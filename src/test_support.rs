//! Shared fixtures for unit tests: an in-memory [`MockApi`] and builders for
//! wire records.

use std::collections::HashMap;
use std::sync::{Arc, Mutex};

use async_trait::async_trait;

use crate::net::types::{
    Booking, BookingCustomer, BookingStatus, BookingVehicle, DashboardStats, ManagedUser, NewBooking, Role,
    SignInData, SignUpRequest, User, Vehicle, VehicleForm,
};
use crate::net::{ApiError, RentalApi};
use crate::state::{AuthContext, Scope, SessionStore};
use crate::storage::MemoryStorage;

// =============================================================================
// MockApi
// =============================================================================

#[derive(Default)]
pub(crate) struct MockApi {
    pub vehicles: Mutex<Vec<Vehicle>>,
    pub bookings: Mutex<Vec<Booking>>,
    pub users: Mutex<Vec<ManagedUser>>,
    pub stats: Mutex<DashboardStats>,
    pub accounts: Mutex<Vec<(String, String, SignInData)>>,
    pub created_bookings: Mutex<Vec<NewBooking>>,
    pub signups: Mutex<Vec<SignUpRequest>>,
    calls: Mutex<Vec<&'static str>>,
    failures: Mutex<HashMap<&'static str, (u16, Option<String>)>>,
}

impl MockApi {
    /// Make every later call to `op` fail with the given status and message.
    pub fn fail(&self, op: &'static str, status: u16, message: Option<&str>) {
        self.failures.lock().unwrap().insert(op, (status, message.map(ToOwned::to_owned)));
    }

    pub fn calls(&self) -> Vec<&'static str> {
        self.calls.lock().unwrap().clone()
    }

    pub fn add_account(&self, email: &str, password: &str, token: &str, user: User) {
        self.accounts.lock().unwrap().push((
            email.to_owned(),
            password.to_owned(),
            SignInData { token: token.to_owned(), user },
        ));
    }

    fn enter(&self, op: &'static str) -> Result<(), ApiError> {
        self.calls.lock().unwrap().push(op);
        match self.failures.lock().unwrap().get(op) {
            Some((status, message)) => Err(ApiError::Status { status: *status, message: message.clone() }),
            None => Ok(()),
        }
    }

    fn not_found(what: &str) -> ApiError {
        ApiError::Status { status: 404, message: Some(format!("{what} not found")) }
    }
}

#[async_trait]
impl RentalApi for MockApi {
    async fn sign_in(&self, email: &str, password: &str) -> Result<SignInData, ApiError> {
        self.enter("sign_in")?;
        self.accounts
            .lock()
            .unwrap()
            .iter()
            .find(|(e, p, _)| e == email && p == password)
            .map(|(_, _, data)| data.clone())
            .ok_or(ApiError::Status { status: 401, message: Some("Invalid email or password".into()) })
    }

    async fn sign_up(&self, request: &SignUpRequest) -> Result<(), ApiError> {
        self.enter("sign_up")?;
        self.signups.lock().unwrap().push(request.clone());
        Ok(())
    }

    async fn list_vehicles(&self) -> Result<Vec<Vehicle>, ApiError> {
        self.enter("list_vehicles")?;
        Ok(self.vehicles.lock().unwrap().clone())
    }

    async fn get_vehicle(&self, id: &str) -> Result<Vehicle, ApiError> {
        self.enter("get_vehicle")?;
        self.vehicles
            .lock()
            .unwrap()
            .iter()
            .find(|v| v.id == id)
            .cloned()
            .ok_or_else(|| Self::not_found("Vehicle"))
    }

    async fn create_vehicle(&self, form: &VehicleForm) -> Result<(), ApiError> {
        self.enter("create_vehicle")?;
        let mut vehicles = self.vehicles.lock().unwrap();
        let id = format!("v-{}", vehicles.len() + 1);
        vehicles.push(vehicle_from_form(id, form));
        Ok(())
    }

    async fn update_vehicle(&self, id: &str, form: &VehicleForm) -> Result<(), ApiError> {
        self.enter("update_vehicle")?;
        let mut vehicles = self.vehicles.lock().unwrap();
        let slot = vehicles.iter_mut().find(|v| v.id == id).ok_or_else(|| Self::not_found("Vehicle"))?;
        *slot = vehicle_from_form(id.to_owned(), form);
        Ok(())
    }

    async fn delete_vehicle(&self, id: &str) -> Result<(), ApiError> {
        self.enter("delete_vehicle")?;
        self.vehicles.lock().unwrap().retain(|v| v.id != id);
        Ok(())
    }

    async fn create_booking(&self, booking: &NewBooking) -> Result<(), ApiError> {
        self.enter("create_booking")?;
        self.created_bookings.lock().unwrap().push(booking.clone());
        Ok(())
    }

    async fn list_bookings(&self) -> Result<Vec<Booking>, ApiError> {
        self.enter("list_bookings")?;
        Ok(self.bookings.lock().unwrap().clone())
    }

    async fn update_booking_status(&self, id: &str, status: BookingStatus) -> Result<(), ApiError> {
        self.enter("update_booking_status")?;
        let mut bookings = self.bookings.lock().unwrap();
        let slot = bookings.iter_mut().find(|b| b.id == id).ok_or_else(|| Self::not_found("Booking"))?;
        slot.status = status;
        Ok(())
    }

    async fn list_users(&self) -> Result<Vec<ManagedUser>, ApiError> {
        self.enter("list_users")?;
        Ok(self.users.lock().unwrap().clone())
    }

    async fn update_user_role(&self, id: &str, role: Role) -> Result<(), ApiError> {
        self.enter("update_user_role")?;
        let mut users = self.users.lock().unwrap();
        let slot = users.iter_mut().find(|u| u.id == id).ok_or_else(|| Self::not_found("User"))?;
        slot.role = role;
        Ok(())
    }

    async fn delete_user(&self, id: &str) -> Result<(), ApiError> {
        self.enter("delete_user")?;
        self.users.lock().unwrap().retain(|u| u.id != id);
        Ok(())
    }

    async fn dashboard_stats(&self) -> Result<DashboardStats, ApiError> {
        self.enter("dashboard_stats")?;
        Ok(self.stats.lock().unwrap().clone())
    }
}

fn vehicle_from_form(id: String, form: &VehicleForm) -> Vehicle {
    Vehicle {
        id,
        vehicle_name: form.vehicle_name.clone(),
        kind: form.kind.clone(),
        registration_number: form.registration_number.clone(),
        daily_rent_price: form.daily_rent_price.parse().unwrap_or(0.0),
        availability_status: form.availability_status.clone(),
    }
}

// =============================================================================
// builders
// =============================================================================

pub(crate) fn user(id: &str, role: Role) -> User {
    User { id: id.to_owned(), name: format!("User {id}"), email: format!("{id}@example.com"), role }
}

pub(crate) fn vehicle(id: &str, name: &str, kind: &str, price: f64, status: &str) -> Vehicle {
    Vehicle {
        id: id.to_owned(),
        vehicle_name: name.to_owned(),
        kind: kind.to_owned(),
        registration_number: format!("REG-{id}"),
        daily_rent_price: price,
        availability_status: status.to_owned(),
    }
}

pub(crate) fn booking(id: &str, customer: Option<&str>, vehicle: Option<&str>, status: BookingStatus) -> Booking {
    Booking {
        id: id.to_owned(),
        customer: customer.map(|name| BookingCustomer { name: name.to_owned(), email: String::new() }),
        vehicle: vehicle
            .map(|name| BookingVehicle { vehicle_name: name.to_owned(), registration_number: String::new() }),
        rent_start_date: "2024-03-01T10:00:00Z".to_owned(),
        rent_end_date: "2024-03-03T10:00:00Z".to_owned(),
        total_price: 100.0,
        status,
    }
}

pub(crate) fn managed_user(id: &str, name: &str, email: &str, role: Role) -> ManagedUser {
    ManagedUser {
        id: id.to_owned(),
        name: name.to_owned(),
        email: email.to_owned(),
        phone: None,
        role,
        created_at: Some("2024-01-15T08:00:00Z".to_owned()),
    }
}

/// A scope providing a fresh auth context over memory storage and `api`.
pub(crate) fn scope_with(api: Arc<MockApi>) -> (Scope, AuthContext) {
    let auth = AuthContext::new(SessionStore::new(Arc::new(MemoryStorage::new())));
    let scope = Scope::new();
    scope.provide(auth.clone());
    let api: Arc<dyn RentalApi> = api;
    scope.provide(api);
    (scope, auth)
}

· · · · ·

_Description of the task_
All of the data must be written out again, exactly as it stands.

_Task result_
filename src/test_support.rs
//! Shared fixtures for unit tests: an in-memory [`MockApi`] and builders for
//! wire records.

use std::collections::HashMap;
use std::sync::{Arc, Mutex};

use async_trait::async_trait;

use crate::net::types::{
    Booking, BookingCustomer, BookingStatus, BookingVehicle, DashboardStats, ManagedUser, NewBooking, Role,
    SignInData, SignUpRequest, User, Vehicle, VehicleForm,
};
use crate::net::{ApiError, RentalApi};
use crate::state::{AuthContext, Scope, SessionStore};
use crate::storage::MemoryStorage;

// =============================================================================
// MockApi
// =============================================================================

#[derive(Default)]
pub(crate) struct MockApi {
    pub vehicles: Mutex<Vec<Vehicle>>,
    pub bookings: Mutex<Vec<Booking>>,
    pub users: Mutex<Vec<ManagedUser>>,
    pub stats: Mutex<DashboardStats>,
    pub accounts: Mutex<Vec<(String, String, SignInData)>>,
    pub created_bookings: Mutex<Vec<NewBooking>>,
    pub signups: Mutex<Vec<SignUpRequest>>,
    calls: Mutex<Vec<&'static str>>,
    failures: Mutex<HashMap<&'static str, (u16, Option<String>)>>,
}

impl MockApi {
    /// Make every later call to `op` fail with the given status and message.
    pub fn fail(&self, op: &'static str, status: u16, message: Option<&str>) {
        self.failures.lock().unwrap().insert(op, (status, message.map(ToOwned::to_owned)));
    }

    pub fn calls(&self) -> Vec<&'static str> {
        self.calls.lock().unwrap().clone()
    }

    pub fn add_account(&self, email: &str, password: &str, token: &str, user: User) {
        self.accounts.lock().unwrap().push((
            email.to_owned(),
            password.to_owned(),
            SignInData { token: token.to_owned(), user },
        ));
    }

    fn enter(&self, op: &'static str) -> Result<(), ApiError> {
        self.calls.lock().unwrap().push(op);
        match self.failures.lock().unwrap().get(op) {
            Some((status, message)) => Err(ApiError::Status { status: *status, message: message.clone() }),
            None => Ok(()),
        }
    }

    fn not_found(what: &str) -> ApiError {
        ApiError::Status { status: 404, message: Some(format!("{what} not found")) }
    }
}

#[async_trait]
impl RentalApi for MockApi {
    async fn sign_in(&self, email: &str, password: &str) -> Result<SignInData, ApiError> {
        self.enter("sign_in")?;
        self.accounts
            .lock()
            .unwrap()
            .iter()
            .find(|(e, p, _)| e == email && p == password)
            .map(|(_, _, data)| data.clone())
            .ok_or(ApiError::Status { status: 401, message: Some("Invalid email or password".into()) })
    }

    async fn sign_up(&self, request: &SignUpRequest) -> Result<(), ApiError> {
        self.enter("sign_up")?;
        self.signups.lock().unwrap().push(request.clone());
        Ok(())
    }

    async fn list_vehicles(&self) -> Result<Vec<Vehicle>, ApiError> {
        self.enter("list_vehicles")?;
        Ok(self.vehicles.lock().unwrap().clone())
    }

    async fn get_vehicle(&self, id: &str) -> Result<Vehicle, ApiError> {
        self.enter("get_vehicle")?;
        self.vehicles
            .lock()
            .unwrap()
            .iter()
            .find(|v| v.id == id)
            .cloned()
            .ok_or_else(|| Self::not_found("Vehicle"))
    }

    async fn create_vehicle(&self, form: &VehicleForm) -> Result<(), ApiError> {
        self.enter("create_vehicle")?;
        let mut vehicles = self.vehicles.lock().unwrap();
        let id = format!("v-{}", vehicles.len() + 1);
        vehicles.push(vehicle_from_form(id, form));
        Ok(())
    }

    async fn update_vehicle(&self, id: &str, form: &VehicleForm) -> Result<(), ApiError> {
        self.enter("update_vehicle")?;
        let mut vehicles = self.vehicles.lock().unwrap();
        let slot = vehicles.iter_mut().find(|v| v.id == id).ok_or_else(|| Self::not_found("Vehicle"))?;
        *slot = vehicle_from_form(id.to_owned(), form);
        Ok(())
    }

    async fn delete_vehicle(&self, id: &str) -> Result<(), ApiError> {
        self.enter("delete_vehicle")?;
        self.vehicles.lock().unwrap().retain(|v| v.id != id);
        Ok(())
    }

    async fn create_booking(&self, booking: &NewBooking) -> Result<(), ApiError> {
        self.enter("create_booking")?;
        self.created_bookings.lock().unwrap().push(booking.clone());
        Ok(())
    }

    async fn list_bookings(&self) -> Result<Vec<Booking>, ApiError> {
        self.enter("list_bookings")?;
        Ok(self.bookings.lock().unwrap().clone())
    }

    async fn update_booking_status(&self, id: &str, status: BookingStatus) -> Result<(), ApiError> {
        self.enter("update_booking_status")?;
        let mut bookings = self.bookings.lock().unwrap();
        let slot = bookings.iter_mut().find(|b| b.id == id).ok_or_else(|| Self::not_found("Booking"))?;
        slot.status = status;
        Ok(())
    }

    async fn list_users(&self) -> Result<Vec<ManagedUser>, ApiError> {
        self.enter("list_users")?;
        Ok(self.users.lock().unwrap().clone())
    }

    async fn update_user_role(&self, id: &str, role: Role) -> Result<(), ApiError> {
        self.enter("update_user_role")?;
        let mut users = self.users.lock().unwrap();
        let slot = users.iter_mut().find(|u| u.id == id).ok_or_else(|| Self::not_found("User"))?;
        slot.role = role;
        Ok(())
    }

    async fn delete_user(&self, id: &str) -> Result<(), ApiError> {
        self.enter("delete_user")?;
        self.users.lock().unwrap().retain(|u| u.id != id);
        Ok(())
    }

    async fn dashboard_stats(&self) -> Result<DashboardStats, ApiError> {
        self.enter("dashboard_stats")?;
        Ok(self.stats.lock().unwrap().clone())
    }
}

fn vehicle_from_form(id: String, form: &VehicleForm) -> Vehicle {
    Vehicle {
        id,
        vehicle_name: form.vehicle_name.clone(),
        kind: form.kind.clone(),
        registration_number: form.registration_number.clone(),
        daily_rent_price: form.daily_rent_price.parse().unwrap_or(0.0),
        availability_status: form.availability_status.clone(),
    }
}

// =============================================================================
// builders
// =============================================================================

pub(crate) fn user(id: &str, role: Role) -> User {
    User { id: id.to_owned(), name: format!("User {id}"), email: format!("{id}@example.com"), role }
}

pub(crate) fn vehicle(id: &str, name: &str, kind: &str, price: f64, status: &str) -> Vehicle {
    Vehicle {
        id: id.to_owned(),
        vehicle_name: name.to_owned(),
        kind: kind.to_owned(),
        registration_number: format!("REG-{id}"),
        daily_rent_price: price,
        availability_status: status.to_owned(),
    }
}

pub(crate) fn booking(id: &str, customer: Option<&str>, vehicle: Option<&str>, status: BookingStatus) -> Booking {
    Booking {
        id: id.to_owned(),
        customer: customer.map(|name| BookingCustomer { name: name.to_owned(), email: String::new() }),
        vehicle: vehicle
            .map(|name| BookingVehicle { vehicle_name: name.to_owned(), registration_number: String::new() }),
        rent_start_date: "2024-03-01T10:00:00Z".to_owned(),
        rent_end_date: "2024-03-03T10:00:00Z".to_owned(),
        total_price: 100.0,
        status,
    }
}

pub(crate) fn managed_user(id: &str, name: &str, email: &str, role: Role) -> ManagedUser {
    ManagedUser {
        id: id.to_owned(),
        name: name.to_owned(),
        email: email.to_owned(),
        phone: None,
        role,
        created_at: Some("2024-01-15T08:00:00Z".to_owned()),
    }
}

/// A scope providing a fresh auth context over memory storage and `api`.
pub(crate) fn scope_with(api: Arc<MockApi>) -> (Scope, AuthContext) {
    let auth = AuthContext::new(SessionStore::new(Arc::new(MemoryStorage::new())));
    let scope = Scope::new();
    scope.provide(auth.clone());
    let api: Arc<dyn RentalApi> = api;
    scope.provide(api);
    (scope, auth)
}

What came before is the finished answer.